Goebbels's press censorship prevented German reporters from expressing their prejudices freely, but one leading Nazi newspaper demeaned the Black athletes by referring to them as "auxiliaries." The continuing social and economic discrimination the Black medalists faced upon returning home underscored the irony of their victory in racist Germany.”
This I argue is a manifestation of a liberated mindset. Had the black athletes been suffering from an inferiority complex, if they had not had confidence in their black gift, black mind, black strength and black hope my argument is that they would not have won. One can never approach whiteness with inferiority. One has to be courageous and take pride in his human form with its black skin. And the story of  John Woodruff speaking about his experiences is a manifestation of a liberated child – here’s what he had to say after the 1936 Olympics in Germany
“It was the first time I'd ever taken a boat anywhere. Most of the blacks came from poor families, you see. None of us came from any wealthy homes, or middle class homes, most all from poor families. Jesse [Owens] came from a poor family too. I was very nervous for a young man, 21 years old, I'd never been so far away from home. My only objective was any time I got into a race was to win. And that's what I did. Determination. That's what it takes. Light a fire in the stomach. I was winning for me and I was winning for the country. Me first, then the country. It was very definitely a special feeling in winning the gold medal and being a black man. We destroyed his [Hitler's] master race theory, whenever we start winning those gold medals. So I was very proud of that achievement and I was very happy, for myself as an individual, for my race, and for my country. After the Olympics, we had a track meet to run at Annapolis, at the Naval Academy. Now here I am, an Olympic champion, and they told the coach that I couldn't run. I couldn't come. So I had to stay home, because of discrimination. That let me know just what the situation was. Things hadn't changed. Things hadn't changed.”
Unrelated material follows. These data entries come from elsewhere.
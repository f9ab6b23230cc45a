//! Upload endpoint contract.
//!
//! One `POST <upload_url>` per file, multipart body with a single part named
//! after the configured field. The server answers with
//! `{ "data": { "filename": "<stored name>" } }` on success, or
//! `{ "data": { "<field>": "<user-displayable message>" } }` on rejection.

use serde::Deserialize;
use tokio_util::sync::CancellationToken;

use super::drop_surface::CandidateFile;
use super::error::UploadError;
use crate::config::UploaderConfig;
use crate::http::{Client, HttpError, MultipartFile, Response};

#[derive(Debug, Deserialize)]
struct UploadResponseBody {
    data: UploadResponseData,
}

#[derive(Debug, Deserialize)]
struct UploadResponseData {
    filename: String,
}

/// Map transferred bytes to a display percentage.
///
/// Clamped to 1..=99: 100 is reserved for "the server answered", so a fully
/// transmitted body still shows 99 until the response is processed.
pub(crate) fn transfer_percent(sent: u64, total: u64) -> u8 {
    if total == 0 || sent >= total {
        return 99;
    }
    let percent = sent.saturating_mul(100) / total;
    (percent as u8).clamp(1, 99)
}

/// Field-error text out of a rejection body, if the server sent one.
fn field_error_message(response: &Response, field: &str) -> Option<String> {
    let value: serde_json::Value = response.json().ok()?;
    value.get("data")?.get(field)?.as_str().map(str::to_owned)
}

/// Upload one file, reporting progress percentages while bytes are in
/// flight. Resolves to the server-assigned filename.
pub(crate) async fn upload_file(
    client: &Client,
    config: &UploaderConfig,
    file: CandidateFile,
    on_progress: impl Fn(u8) + Send + Sync + 'static,
    cancel: CancellationToken,
) -> Result<String, UploadError> {
    let field = config.field_name.to_string();

    let response = client
        .post(config.upload_url.as_str())
        .multipart(MultipartFile {
            field: field.clone(),
            filename: file.filename,
            mime_type: file.mime_type,
            bytes: file.bytes,
        })
        .on_progress(move |sent, total| on_progress(transfer_percent(sent, total)))
        .cancel_token(cancel)
        .send()
        .await
        .map_err(|e| match e {
            HttpError::Cancelled => UploadError::Cancelled,
            HttpError::Transport(message) | HttpError::InvalidRequest(message) => {
                UploadError::Transport(message)
            }
        })?;

    if response.is_success() {
        let body: UploadResponseBody = response
            .json()
            .map_err(|e| UploadError::Transport(format!("malformed upload response: {e}")))?;
        Ok(body.data.filename)
    } else {
        let message = field_error_message(&response, &field)
            .unwrap_or_else(|| format!("upload failed with status {}", response.status));
        Err(UploadError::Rejected(message))
    }
}
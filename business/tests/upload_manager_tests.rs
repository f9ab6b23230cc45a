//! End-to-end tests for the upload manager against a mock HTTP server.
//!
//! Each test stands up a `wiremock` server playing the admin upload
//! endpoint and observes the owner callback through a flume channel.

use std::time::Duration;

use flagdrop_business::{
    CandidateFile, Client, FileField, SettledFiles, SlotPhase, UploadManager, UploaderConfig,
};
use serde_json::json;
use wiremock::matchers::{body_string_contains, header, method, path};
use wiremock::{Mock, MockServer, ResponseTemplate};

const UPLOAD_PATH: &str = "/teams/upload/flagIcon";

fn config_for(server: &MockServer, max_slots: usize) -> UploaderConfig {
    UploaderConfig::new(
        max_slots,
        &format!("{}{UPLOAD_PATH}", server.uri()),
        "flagIcon",
        "http://cdn.example.com/tmp",
        "http://cdn.example.com/img",
    )
}

fn manager_with_callback(
    config: UploaderConfig,
) -> (UploadManager, flume::Receiver<SettledFiles>) {
    let (tx, rx) = flume::unbounded();
    let manager = UploadManager::new(config, Client::with_bearer("test-token"), move |settled| {
        tx.send(settled).ok();
    });
    (manager, rx)
}

fn png(name: &str) -> CandidateFile {
    CandidateFile {
        filename: name.to_owned(),
        mime_type: "image/png".to_owned(),
        bytes: format!("fake png bytes for {name}").into_bytes(),
    }
}

async fn recv_settled(rx: &flume::Receiver<SettledFiles>) -> SettledFiles {
    tokio::time::timeout(Duration::from_secs(5), rx.recv_async())
        .await
        .expect("timed out waiting for settlement")
        .expect("callback channel closed")
}

fn success_body(filename: &str) -> ResponseTemplate {
    ResponseTemplate::new(200).set_body_json(json!({ "data": { "filename": filename } }))
}

#[tokio::test]
async fn single_file_drop_reports_scalar_filenames() {
    let server = MockServer::start().await;
    Mock::given(method("POST"))
        .and(path(UPLOAD_PATH))
        .and(header("Authorization", "Bearer test-token"))
        .respond_with(success_body("stored-1.png"))
        .expect(1)
        .mount(&server)
        .await;

    let (manager, rx) = manager_with_callback(config_for(&server, 1));
    let rejections = manager.accept_drop(vec![png("flag.png")]);
    assert!(rejections.is_empty());

    let settled = recv_settled(&rx).await;
    assert_eq!(settled.to_add, FileField::Single("stored-1.png".to_owned()));
    assert_eq!(settled.to_delete, FileField::Single(String::new()));

    let batch = manager.batch();
    let slot = batch.visible_slots().next().expect("one slot");
    assert_eq!(slot.phase(), SlotPhase::Committed);
    assert_eq!(slot.committed_name(), "stored-1.png");
}

#[tokio::test]
async fn multi_file_drop_keeps_drop_order_despite_arrival_order() {
    let server = MockServer::start().await;
    // First file answers slowly, second quickly: completion order is the
    // reverse of drop order.
    Mock::given(method("POST"))
        .and(path(UPLOAD_PATH))
        .and(body_string_contains("one.png"))
        .respond_with(success_body("stored-one.png").set_delay(Duration::from_millis(300)))
        .mount(&server)
        .await;
    Mock::given(method("POST"))
        .and(path(UPLOAD_PATH))
        .and(body_string_contains("two.png"))
        .respond_with(success_body("stored-two.png").set_delay(Duration::from_millis(20)))
        .mount(&server)
        .await;

    let (manager, rx) = manager_with_callback(config_for(&server, 3));
    manager.accept_drop(vec![png("one.png"), png("two.png")]);

    let settled = recv_settled(&rx).await;
    assert_eq!(
        settled.to_add,
        FileField::Many(vec!["stored-one.png".to_owned(), "stored-two.png".to_owned()])
    );
    assert_eq!(settled.to_delete, FileField::Many(Vec::new()));
    // Exactly one settlement for the whole drop.
    assert!(rx.try_recv().is_err());
}

#[tokio::test]
async fn server_rejection_surfaces_field_error_on_the_slot() {
    let server = MockServer::start().await;
    Mock::given(method("POST"))
        .and(path(UPLOAD_PATH))
        .respond_with(
            ResponseTemplate::new(422)
                .set_body_json(json!({ "data": { "flagIcon": "Flag icon must be an image" } })),
        )
        .mount(&server)
        .await;

    let (manager, rx) = manager_with_callback(config_for(&server, 1));
    manager.accept_drop(vec![png("broken.png")]);

    let settled = recv_settled(&rx).await;
    assert_eq!(settled.to_add, FileField::Single(String::new()));

    let batch = manager.batch();
    let slot = batch.visible_slots().next().expect("one slot");
    assert_eq!(slot.phase(), SlotPhase::Failed);
    assert_eq!(slot.error(), Some("Flag icon must be an image"));
    assert_eq!(slot.progress(), 100);
}

#[tokio::test]
async fn cancelling_in_flight_slot_excludes_it_from_both_lists() {
    let server = MockServer::start().await;
    Mock::given(method("POST"))
        .and(path(UPLOAD_PATH))
        .respond_with(success_body("never-used.png").set_delay(Duration::from_secs(30)))
        .mount(&server)
        .await;

    let (manager, rx) = manager_with_callback(config_for(&server, 1));
    manager.accept_drop(vec![png("slow.png")]);

    let id = manager.batch().live_slot_ids()[0];
    manager.remove_slot(id);

    // Settlement arrives without waiting out the 30s response.
    let settled = recv_settled(&rx).await;
    assert_eq!(settled.to_add, FileField::Single(String::new()));
    assert_eq!(settled.to_delete, FileField::Single(String::new()));

    let batch = manager.batch();
    let slot = batch.slot(id).expect("slot retained");
    assert!(slot.is_removed());
    assert!(slot.error().is_none(), "cancellation must not read as failure");
    assert_eq!(batch.visible_slots().count(), 0);
}

#[tokio::test]
async fn removing_a_slot_twice_is_a_no_op() {
    let server = MockServer::start().await;
    Mock::given(method("POST"))
        .and(path(UPLOAD_PATH))
        .respond_with(success_body("x.png").set_delay(Duration::from_secs(30)))
        .mount(&server)
        .await;

    let (manager, rx) = manager_with_callback(config_for(&server, 1));
    manager.accept_drop(vec![png("a.png")]);

    let id = manager.batch().live_slot_ids()[0];
    manager.remove_slot(id);
    let first = recv_settled(&rx).await;
    assert_eq!(first.to_add, FileField::Single(String::new()));

    manager.remove_slot(id);
    assert!(rx.try_recv().is_err(), "second removal must not re-report");
}

#[tokio::test]
async fn untouched_pre_existing_batch_never_fires_the_callback() {
    let server = MockServer::start().await;
    let config = config_for(&server, 1).with_initial_files(["flag-a.png".to_owned()]);
    let (manager, rx) = manager_with_callback(config);

    tokio::time::sleep(Duration::from_millis(50)).await;
    assert!(rx.try_recv().is_err());

    let batch = manager.batch();
    let slot = batch.visible_slots().next().expect("seeded slot");
    assert_eq!(slot.phase(), SlotPhase::PreExisting);
    assert_eq!(
        slot.preview(),
        &flagdrop_business::PreviewSource::Remote {
            url: "http://cdn.example.com/img/flag-a.png".to_owned()
        }
    );
}

#[tokio::test]
async fn removing_pre_existing_file_reports_it_for_deletion() {
    let server = MockServer::start().await;
    let config = config_for(&server, 1).with_initial_files(["flag-a.png".to_owned()]);
    let (manager, rx) = manager_with_callback(config);

    let id = manager.batch().live_slot_ids()[0];
    manager.remove_slot(id);

    let settled = recv_settled(&rx).await;
    assert_eq!(settled.to_add, FileField::Single(String::new()));
    assert_eq!(settled.to_delete, FileField::Single("flag-a.png".to_owned()));
}

#[tokio::test]
async fn single_file_redrop_replaces_the_pre_existing_file() {
    let server = MockServer::start().await;
    Mock::given(method("POST"))
        .and(path(UPLOAD_PATH))
        .respond_with(success_body("stored-new.png"))
        .mount(&server)
        .await;

    let config = config_for(&server, 1).with_initial_files(["flag-a.png".to_owned()]);
    let (manager, rx) = manager_with_callback(config);
    manager.accept_drop(vec![png("new.png")]);

    let settled = recv_settled(&rx).await;
    assert_eq!(settled.to_add, FileField::Single("stored-new.png".to_owned()));
    assert_eq!(settled.to_delete, FileField::Single("flag-a.png".to_owned()));
    assert_eq!(manager.batch().visible_slots().count(), 1);
}

#[tokio::test]
async fn over_capacity_drop_is_rejected_wholesale() {
    let server = MockServer::start().await;
    let config = config_for(&server, 3).with_initial_files(["flag-a.png".to_owned()]);
    let (manager, rx) = manager_with_callback(config);

    // One pre-existing slot leaves room for two more; dropping three must
    // reject the whole batch and create no slots.
    let rejections = manager.accept_drop(vec![png("a.png"), png("b.png"), png("c.png")]);
    assert_eq!(rejections.len(), 3);
    assert!(rejections.iter().all(|m| m.ends_with("Too many files")));
    assert_eq!(manager.batch().live_count(), 1);
    assert_eq!(manager.rejection_notices().len(), 3);

    tokio::time::sleep(Duration::from_millis(50)).await;
    assert!(rx.try_recv().is_err());
}

#[tokio::test]
async fn wrong_type_is_rejected_with_readable_message() {
    let server = MockServer::start().await;
    let (manager, rx) = manager_with_callback(config_for(&server, 1));

    let rejections = manager.accept_drop(vec![CandidateFile {
        filename: "doc.pdf".to_owned(),
        mime_type: "application/pdf".to_owned(),
        bytes: b"%PDF-1.4".to_vec(),
    }]);

    assert_eq!(
        rejections,
        vec![
            "doc.pdf: File type must be one of image/jpeg, image/png, image/tiff, image/gif"
                .to_owned()
        ]
    );
    assert_eq!(manager.batch().live_count(), 0);
    assert!(rx.try_recv().is_err());
}

#[tokio::test]
async fn transport_failure_is_recorded_as_slot_error() {
    // Point the manager at a closed port: the request fails without a
    // server-side field error and must fall back to a generic message.
    let server = MockServer::start().await;
    let uri = server.uri();
    drop(server);

    let config = UploaderConfig::new(
        1,
        &format!("{uri}{UPLOAD_PATH}"),
        "flagIcon",
        "http://cdn.example.com/tmp",
        "http://cdn.example.com/img",
    );
    let (manager, rx) = manager_with_callback(config);
    manager.accept_drop(vec![png("flag.png")]);

    let settled = recv_settled(&rx).await;
    assert_eq!(settled.to_add, FileField::Single(String::new()));

    let batch = manager.batch();
    let slot = batch.visible_slots().next().expect("one slot");
    assert_eq!(slot.phase(), SlotPhase::Failed);
    assert!(slot.error().is_some());
}

#[tokio::test]
async fn one_failure_does_not_block_the_other_uploads() {
    let server = MockServer::start().await;
    Mock::given(method("POST"))
        .and(path(UPLOAD_PATH))
        .and(body_string_contains("good.png"))
        .respond_with(success_body("stored-good.png"))
        .mount(&server)
        .await;
    Mock::given(method("POST"))
        .and(path(UPLOAD_PATH))
        .and(body_string_contains("bad.png"))
        .respond_with(
            ResponseTemplate::new(422)
                .set_body_json(json!({ "data": { "flagIcon": "Flag icon must be an image" } })),
        )
        .mount(&server)
        .await;

    let (manager, rx) = manager_with_callback(config_for(&server, 3));
    manager.accept_drop(vec![png("good.png"), png("bad.png")]);

    let settled = recv_settled(&rx).await;
    assert_eq!(settled.to_add, FileField::Many(vec!["stored-good.png".to_owned()]));

    let batch = manager.batch();
    let phases: Vec<_> = batch.visible_slots().map(|s| s.phase()).collect();
    assert_eq!(phases, vec![SlotPhase::Committed, SlotPhase::Failed]);
}

#[tokio::test]
async fn removal_after_settlement_re_reports_current_state() {
    let server = MockServer::start().await;
    Mock::given(method("POST"))
        .and(path(UPLOAD_PATH))
        .and(body_string_contains("one.png"))
        .respond_with(success_body("stored-one.png"))
        .mount(&server)
        .await;
    Mock::given(method("POST"))
        .and(path(UPLOAD_PATH))
        .and(body_string_contains("two.png"))
        .respond_with(success_body("stored-two.png"))
        .mount(&server)
        .await;

    let (manager, rx) = manager_with_callback(config_for(&server, 3));
    manager.accept_drop(vec![png("one.png"), png("two.png")]);

    let first = recv_settled(&rx).await;
    assert_eq!(
        first.to_add,
        FileField::Many(vec!["stored-one.png".to_owned(), "stored-two.png".to_owned()])
    );

    // Removing a committed file re-settles with the reduced list.
    let remaining = manager
        .batch()
        .visible_slots()
        .find(|s| s.committed_name() == "stored-one.png")
        .expect("committed slot")
        .id();
    manager.remove_slot(remaining);

    let second = recv_settled(&rx).await;
    assert_eq!(second.to_add, FileField::Many(vec!["stored-two.png".to_owned()]));
}

#[tokio::test]
async fn committed_slot_preview_moves_to_temp_storage() {
    let server = MockServer::start().await;
    Mock::given(method("POST"))
        .and(path(UPLOAD_PATH))
        .respond_with(success_body("stored-1.png"))
        .mount(&server)
        .await;

    let (manager, rx) = manager_with_callback(config_for(&server, 3));
    manager.accept_drop(vec![png("flag.png")]);
    recv_settled(&rx).await;

    let batch = manager.batch();
    let slot = batch.visible_slots().next().expect("one slot");
    assert_eq!(
        slot.preview(),
        &flagdrop_business::PreviewSource::Remote {
            url: "http://cdn.example.com/tmp/stored-1.png".to_owned()
        }
    );
    assert!(slot.preview_bytes().is_none(), "local bytes released after commit");
}
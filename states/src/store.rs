//! Single authoritative state store with atomic read-modify-write updates.
//!
//! The store exists to rule out lost updates when several async callbacks
//! complete close together: a callback never holds a stale copy of the state,
//! it is handed a `&mut` to the one current value under the lock. Observers
//! can subscribe to a change signal through a `flume` channel.

use std::sync::{Arc, Mutex, MutexGuard};

/// Shared, mutable state with atomic updates and change notification.
///
/// Cloning a `Store` clones the handle, not the state; all clones observe
/// and mutate the same value.
#[derive(Debug)]
pub struct Store<S> {
    inner: Arc<Mutex<S>>,
    watchers: Arc<Mutex<Vec<flume::Sender<()>>>>,
}

impl<S> Clone for Store<S> {
    fn clone(&self) -> Self {
        Self {
            inner: Arc::clone(&self.inner),
            watchers: Arc::clone(&self.watchers),
        }
    }
}

impl<S: Default> Default for Store<S> {
    fn default() -> Self {
        Self::new(S::default())
    }
}

impl<S> Store<S> {
    pub fn new(initial: S) -> Self {
        Self {
            inner: Arc::new(Mutex::new(initial)),
            watchers: Arc::new(Mutex::new(Vec::new())),
        }
    }

    /// Atomically read-modify-write the state and notify watchers.
    ///
    /// The closure runs under the lock, so it always sees the latest state;
    /// two callbacks firing in the same tick serialize here instead of
    /// clobbering each other.
    pub fn update<R>(&self, f: impl FnOnce(&mut S) -> R) -> R {
        let result = {
            let mut state = lock_ignore_poison(&self.inner);
            f(&mut state)
        };
        self.notify();
        result
    }

    /// Read the current state without mutating it.
    pub fn read<R>(&self, f: impl FnOnce(&S) -> R) -> R {
        let state = lock_ignore_poison(&self.inner);
        f(&state)
    }

    /// Subscribe to change notifications.
    ///
    /// One `()` is sent per committed update. Dropped receivers are pruned
    /// on the next notification.
    pub fn subscribe(&self) -> flume::Receiver<()> {
        let (tx, rx) = flume::unbounded();
        lock_ignore_poison(&self.watchers).push(tx);
        rx
    }

    fn notify(&self) {
        lock_ignore_poison(&self.watchers).retain(|tx| tx.send(()).is_ok());
    }
}

impl<S: Clone> Store<S> {
    /// Clone the current state out of the store.
    pub fn snapshot(&self) -> S {
        self.read(S::clone)
    }
}

// A poisoned lock only means another thread panicked mid-update; the state
// itself is still usable for a UI-facing store, so recover the guard.
fn lock_ignore_poison<T>(mutex: &Mutex<T>) -> MutexGuard<'_, T> {
    mutex.lock().unwrap_or_else(|poisoned| poisoned.into_inner())
}
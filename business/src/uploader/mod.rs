//! File-upload subsystem: drop screening, upload slots, the batch store, and
//! the manager that drives concurrent cancellable uploads over it.

pub mod drop_surface;

mod api;
mod batch;
mod error;
mod manager;
mod slot;

pub use batch::{FileField, SettledFiles, UploadBatch};
pub use drop_surface::{CandidateFile, DropOutcome, RejectedFile};
pub use error::UploadError;
pub use manager::{UploadDoneFn, UploadManager};
pub use slot::{PreviewSource, SlotId, SlotPhase, UploadSlot};
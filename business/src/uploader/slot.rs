//! One file's upload lifecycle record.
//!
//! Phase machine: `queued(1%) -> uploading(1..=99%) -> committed | failed`,
//! with `pre-existing(100%)` as a separate construction-time state and
//! removal as an overlay that excludes the slot from display and from
//! settlement accounting. Progress hits 100 only on a terminal outcome,
//! never from byte progress alone.

use super::drop_surface::CandidateFile;

/// Stable identifier for a slot, valid for the slot's whole lifetime.
///
/// Request callbacks correlate to slots by this id, never by position, so
/// later removals can never redirect a stale callback onto another file.
#[derive(Debug, Clone, Copy, PartialEq, Eq, Hash, PartialOrd, Ord)]
pub struct SlotId(u64);

impl SlotId {
    pub(crate) fn new(raw: u64) -> Self {
        Self(raw)
    }

    pub fn raw(self) -> u64 {
        self.0
    }
}

/// Where the display layer should source this slot's thumbnail.
#[derive(Debug, Clone, PartialEq, Eq)]
pub enum PreviewSource {
    /// Render from the bytes retained on the slot; no server copy exists yet.
    Local,
    /// Render from a server-hosted URL.
    Remote { url: String },
}

/// Coarse display phase derived from slot data.
#[derive(Debug, Clone, PartialEq, Eq)]
pub enum SlotPhase {
    Queued,
    Uploading { percent: u8 },
    Committed,
    Failed,
    PreExisting,
    Removed,
}

/// One file the user dropped (or that was attached before this session),
/// tracked until the surrounding form is done with the field.
#[derive(Debug, Clone)]
pub struct UploadSlot {
    id: SlotId,
    /// Name of the file as dropped, or the stored name for pre-existing files.
    filename: String,
    /// Raw bytes, retained for the local preview until a server copy exists.
    bytes: Option<Vec<u8>>,
    preview: PreviewSource,
    pre_existing: bool,
    /// Server-assigned filename; empty until the upload succeeds.
    committed_name: String,
    /// 0-100; in-flight transfers cap at 99, terminal outcomes use 100.
    progress: u8,
    removed: bool,
    error: Option<String>,
}

impl UploadSlot {
    /// Slot for a file already attached to the record before this session.
    pub(crate) fn pre_existing(id: SlotId, filename: String, preview_url: String) -> Self {
        Self {
            id,
            committed_name: filename.clone(),
            filename,
            bytes: None,
            preview: PreviewSource::Remote { url: preview_url },
            pre_existing: true,
            progress: 100,
            removed: false,
            error: None,
        }
    }

    /// Slot for a freshly dropped file, queued at 1% so the display can tell
    /// it apart from an untouched slot.
    pub(crate) fn queued(id: SlotId, file: &CandidateFile) -> Self {
        Self {
            id,
            filename: file.filename.clone(),
            bytes: Some(file.bytes.clone()),
            preview: PreviewSource::Local,
            pre_existing: false,
            committed_name: String::new(),
            progress: 1,
            removed: false,
            error: None,
        }
    }

    pub fn id(&self) -> SlotId {
        self.id
    }

    pub fn filename(&self) -> &str {
        &self.filename
    }

    pub fn preview(&self) -> &PreviewSource {
        &self.preview
    }

    /// Bytes for the local preview; `None` once released.
    pub fn preview_bytes(&self) -> Option<&[u8]> {
        self.bytes.as_deref()
    }

    pub fn is_pre_existing(&self) -> bool {
        self.pre_existing
    }

    pub fn committed_name(&self) -> &str {
        &self.committed_name
    }

    pub fn progress(&self) -> u8 {
        self.progress
    }

    pub fn is_removed(&self) -> bool {
        self.removed
    }

    pub fn error(&self) -> Option<&str> {
        self.error.as_deref()
    }

    /// Reached a terminal progress value (success, failure, or untouched
    /// pre-existing).
    pub fn is_settled(&self) -> bool {
        self.progress == 100
    }

    pub fn phase(&self) -> SlotPhase {
        if self.removed {
            SlotPhase::Removed
        } else if self.error.is_some() {
            SlotPhase::Failed
        } else if !self.committed_name.is_empty() && !self.pre_existing {
            SlotPhase::Committed
        } else if self.pre_existing {
            SlotPhase::PreExisting
        } else if self.progress <= 1 {
            SlotPhase::Queued
        } else {
            SlotPhase::Uploading {
                percent: self.progress,
            }
        }
    }

    /// This slot's committed name belongs in the owner's add list.
    pub(crate) fn contributes_add(&self) -> bool {
        !self.removed && !self.pre_existing && !self.committed_name.is_empty()
    }

    /// This slot's original filename belongs in the owner's delete list.
    pub(crate) fn contributes_delete(&self) -> bool {
        self.removed && self.pre_existing
    }

    /// Apply byte progress. Ignored once removed or settled, so a late
    /// transfer callback can never resurrect a terminal slot.
    pub(crate) fn set_progress(&mut self, percent: u8) {
        if self.removed || self.is_settled() {
            return;
        }
        self.progress = percent.clamp(1, 99);
    }

    /// Terminal success: record the server filename and swap the preview to
    /// the temporary-storage URL, releasing the local bytes. Returns false
    /// when the slot was already removed or settled.
    pub(crate) fn commit(&mut self, filename: String, preview_url: String) -> bool {
        if self.removed || self.is_settled() {
            return false;
        }
        self.committed_name = filename;
        self.preview = PreviewSource::Remote { url: preview_url };
        self.bytes = None;
        self.progress = 100;
        true
    }

    /// Terminal failure: record the user-displayable error text. Returns
    /// false when the slot was already removed or settled.
    pub(crate) fn fail(&mut self, message: String) -> bool {
        if self.removed || self.is_settled() {
            return false;
        }
        self.error = Some(message);
        self.progress = 100;
        true
    }

    /// Mark removed. An incomplete upload also drops its local preview
    /// bytes. Returns false when already removed.
    pub(crate) fn mark_removed(&mut self) -> bool {
        if self.removed {
            return false;
        }
        if self.progress < 100 {
            self.bytes = None;
        }
        self.removed = true;
        true
    }
}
What we need to do as a country is to pose questions, even sensitive at times about every program of action and how does it address the national question. If our programs do not translate to the regaining of black power, I do not think they deserve our attention, they do not deserve our energy, they do not deserve our commitment and support.
While whites enjoy the privileges which put them steps advanced than a black child we blacks our only hope lies in the success of the psychological liberation stage. This is when we approach whatever sport code with a liberated mindset fully knowing that had the economic condition allow us to have tennis courts and swimming pools in our own backyards we would be doing more than this, it is only when we have this mindset that we will begin to extricate ourselves from the self blaming process. Our success thereafter confirms Biko’s words “true psychological liberation comes through action”.


Ayanda Gladile is the Chairperson of the Black Students for Uhuru and he writes this article on his personal capacity.